Let's take one of the more simple joints in the skeleton- the elbow joint of the humerus and ulna. In other words, the joint that allows you to bend your forearm up to do a bicep curl. If we ignored the radius for now (which allows you rotate your palm), we could build this joint very simply for our machine: just a couple two-by-fours and a regular door hinge. When drawing, we can represent it with a long, thin box for the humerus, a long, thin box for the ulna, and an imaginary cylinder joint between them for the hinge. Assuming the "elbow" isn't bent, things are pretty easy to draw, right? From the sides and front, it's a piece of cake. You could probably even tip it around in space fairly easily as well.
However, once we bend that elbow a bit, things get complicated. From the sides it's not too hard, and using that information we can estimate the front view fairly well (we're fudging the foreshortening). But once we rotate our bent contraption, we get into trouble:
See? Right away we are back at perspective. How would you solve this particular problem? If you have no idea, then how are you going to draw the arm in a similar position? Even if you have the model posing in front of you, it's beneficial to understand that this particular perspective problem is at play. If the pose is short enough, you will need this understanding to get something legible down quickly. If the pose is longer (particularly if there are multiple breaks) you will need this understanding to compensate for shifts in the pose.
This is for one of the simplest joints in the body. It's further complicated by the fact that the ulna does not actually line up with the axis of movement created by the cylinder joint- it's slightly skewed off in what's called the "carrying angle" of the lower arm (named because it allows space to carry objects such as a full bucket without it hitting your thigh). To complicate things even more, the carrying angle varies from person to person, especially between men and women (due to the relatively wider pelvis and narrower shoulders of the female skeleton). And we haven't even thrown in the radius.
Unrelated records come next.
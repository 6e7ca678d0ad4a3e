// SPDX-FileCopyrightText: 2026 Bruno Meilick
// SPDX-License-Identifier: LicenseRef-Regviz-FreeUse-NoCopy-NoDerivatives
//
// All rights reserved.
//
// This file is part of Regviz and is proprietary software.
// Unauthorized copying, modification, or distribution is prohibited.

//! Regviz CLI entrypoint.
//!
//! Inputs are either NFA JSON files or, with `--regex`, patterns compiled on the fly.
//! Diagrams go to stdout in input order unless `--output` names a directory.

use std::error::Error;
use std::io::{self, Write};
use std::path::{Path, PathBuf};

use clap::{ArgAction, Args, Parser, Subcommand};
use rayon::prelude::*;
use tracing_subscriber::{fmt, prelude::*, EnvFilter};

use regviz::config::Config;
use regviz::diagram::{translate, TranslateError};
use regviz::format::{export, trio, ExportError, ExportOptions, Format};
use regviz::model::Nfa;
use regviz::regex::{compile_pattern, ParseError};
use regviz::store::{self, StoreError};

#[derive(Debug, Parser)]
#[command(name = "regviz", version)]
#[command(about = "Translate regular-expression NFAs into diagram descriptions")]
struct Cli {
    /// Raise the log level (-v info, -vv debug, -vvv trace); RUST_LOG wins when set.
    #[arg(short, long, action = ArgAction::Count, global = true)]
    verbose: u8,

    #[command(subcommand)]
    command: Command,
}

#[derive(Debug, Subcommand)]
enum Command {
    /// Render one diagram per input.
    Render(RenderArgs),
    /// Write the Penrose domain, style and substance files for one input.
    Trio(TrioArgs),
    /// Print the NFA compiled from a pattern as JSON.
    Compile { pattern: String },
    /// Print the JSON Schema of the NFA input format.
    Schema,
}

#[derive(Debug, Args)]
struct SourceArgs {
    /// Treat inputs as regular expressions instead of NFA JSON paths.
    #[arg(long)]
    regex: bool,

    /// Config file; defaults to ./regviz.toml when present.
    #[arg(short, long, value_name = "PATH")]
    config: Option<PathBuf>,

    /// Label for ε-transitions.
    #[arg(long, value_name = "SYM")]
    epsilon: Option<String>,
}

#[derive(Debug, Args)]
struct RenderArgs {
    #[command(flatten)]
    source: SourceArgs,

    /// substance, mermaid, dot or json.
    #[arg(short, long)]
    format: Option<Format>,

    /// Write `<DIR>/<index>.<ext>` instead of printing.
    #[arg(short, long, value_name = "DIR")]
    output: Option<PathBuf>,

    #[arg(required = true, value_name = "INPUT")]
    inputs: Vec<String>,
}

#[derive(Debug, Args)]
struct TrioArgs {
    #[command(flatten)]
    source: SourceArgs,

    #[arg(short, long, value_name = "DIR")]
    output: PathBuf,

    #[arg(value_name = "INPUT")]
    input: String,
}

/// Failure for a single input of a batch.
#[derive(Debug, thiserror::Error)]
enum InputError {
    #[error("pattern {input:?}: {source}")]
    Pattern {
        input: String,
        #[source]
        source: ParseError,
    },
    #[error(transparent)]
    Store(#[from] StoreError),
    #[error("{input}: {source}")]
    Translate {
        input: String,
        #[source]
        source: TranslateError,
    },
    #[error(transparent)]
    Export(#[from] ExportError),
}

#[derive(Debug, thiserror::Error)]
#[error("{failed} of {total} inputs failed")]
struct BatchFailed {
    failed: usize,
    total: usize,
}

fn init_tracing(verbose: u8) {
    let level = match verbose {
        0 => "warn",
        1 => "info",
        2 => "debug",
        _ => "trace",
    };
    let env_filter = EnvFilter::try_from_default_env().unwrap_or_else(|_| EnvFilter::new(level));
    tracing_subscriber::registry()
        .with(fmt::layer().with_writer(io::stderr))
        .with(env_filter)
        .init();
}

impl SourceArgs {
    fn load(&self, input: &str) -> Result<Nfa, InputError> {
        if self.regex {
            compile_pattern(input)
                .map_err(|source| InputError::Pattern { input: input.to_owned(), source })
        } else {
            Ok(store::load_nfa(input)?)
        }
    }

    fn config(&self) -> Result<Config, Box<dyn Error>> {
        let mut config = Config::discover(self.config.as_deref())?;
        if let Some(epsilon) = &self.epsilon {
            config.epsilon = epsilon.clone();
        }
        Ok(config)
    }
}

fn render_one(
    source: &SourceArgs,
    input: &str,
    format: Format,
    options: &ExportOptions,
) -> Result<String, InputError> {
    let nfa = source.load(input)?;
    let diagram = translate(&nfa)
        .map_err(|source| InputError::Translate { input: input.to_owned(), source })?;
    Ok(export(&diagram, format, options)?)
}

fn run_render(args: &RenderArgs) -> Result<(), Box<dyn Error>> {
    let mut config = args.source.config()?;
    if let Some(format) = args.format {
        config.format = format;
    }
    config.validate()?;
    let options = config.export_options();
    let format = config.format;

    let results: Vec<_> = args
        .inputs
        .par_iter()
        .map(|input| render_one(&args.source, input, format, &options))
        .collect();

    let mut failed = 0;
    let stdout = io::stdout();
    let mut out = stdout.lock();
    for (index, result) in results.into_iter().enumerate() {
        match result {
            Ok(text) => match &args.output {
                Some(dir) => store::write_output(output_path(dir, index, format), &text)?,
                None => out.write_all(text.as_bytes())?,
            },
            Err(err) => {
                tracing::warn!(input = %args.inputs[index], "{err}");
                failed += 1;
            }
        }
    }
    out.flush()?;

    if failed > 0 {
        return Err(BatchFailed { failed, total: args.inputs.len() }.into());
    }
    Ok(())
}

fn output_path(dir: &Path, index: usize, format: Format) -> PathBuf {
    dir.join(format!("{index}.{}", format.extension()))
}

fn run_trio(args: &TrioArgs) -> Result<(), Box<dyn Error>> {
    let config = args.source.config()?;
    config.validate()?;
    let options = config.export_options();

    let nfa = args.source.load(&args.input)?;
    let diagram = translate(&nfa)?;
    store::write_trio(&args.output, "nfa", &trio(&diagram, &options))?;
    Ok(())
}

fn run(cli: Cli) -> Result<(), Box<dyn Error>> {
    match cli.command {
        Command::Render(args) => run_render(&args),
        Command::Trio(args) => run_trio(&args),
        Command::Compile { pattern } => {
            let nfa = compile_pattern(&pattern)?;
            println!("{}", serde_json::to_string_pretty(&nfa)?);
            Ok(())
        }
        Command::Schema => {
            println!("{}", serde_json::to_string_pretty(&store::nfa_schema())?);
            Ok(())
        }
    }
}

fn main() {
    let cli = Cli::parse();
    init_tracing(cli.verbose);

    if let Err(err) = run(cli) {
        eprintln!("regviz: {err}");
        std::process::exit(1);
    }
}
A good first step to this kind of understanding is to start planning out your human machine, and understanding how to represent it in 3-dimensional space from a fixed viewpoint. Start simple. Start with what you understand. When you find a gap in your understanding, look for an answer. When you find a discrepancy between your mental machine and the model or a piece of reference, adjust the design for your machine accordingly. Let your machine evolve along with your understanding. As it does, you'll find both drawing from the figure and from imagination much less mystifying.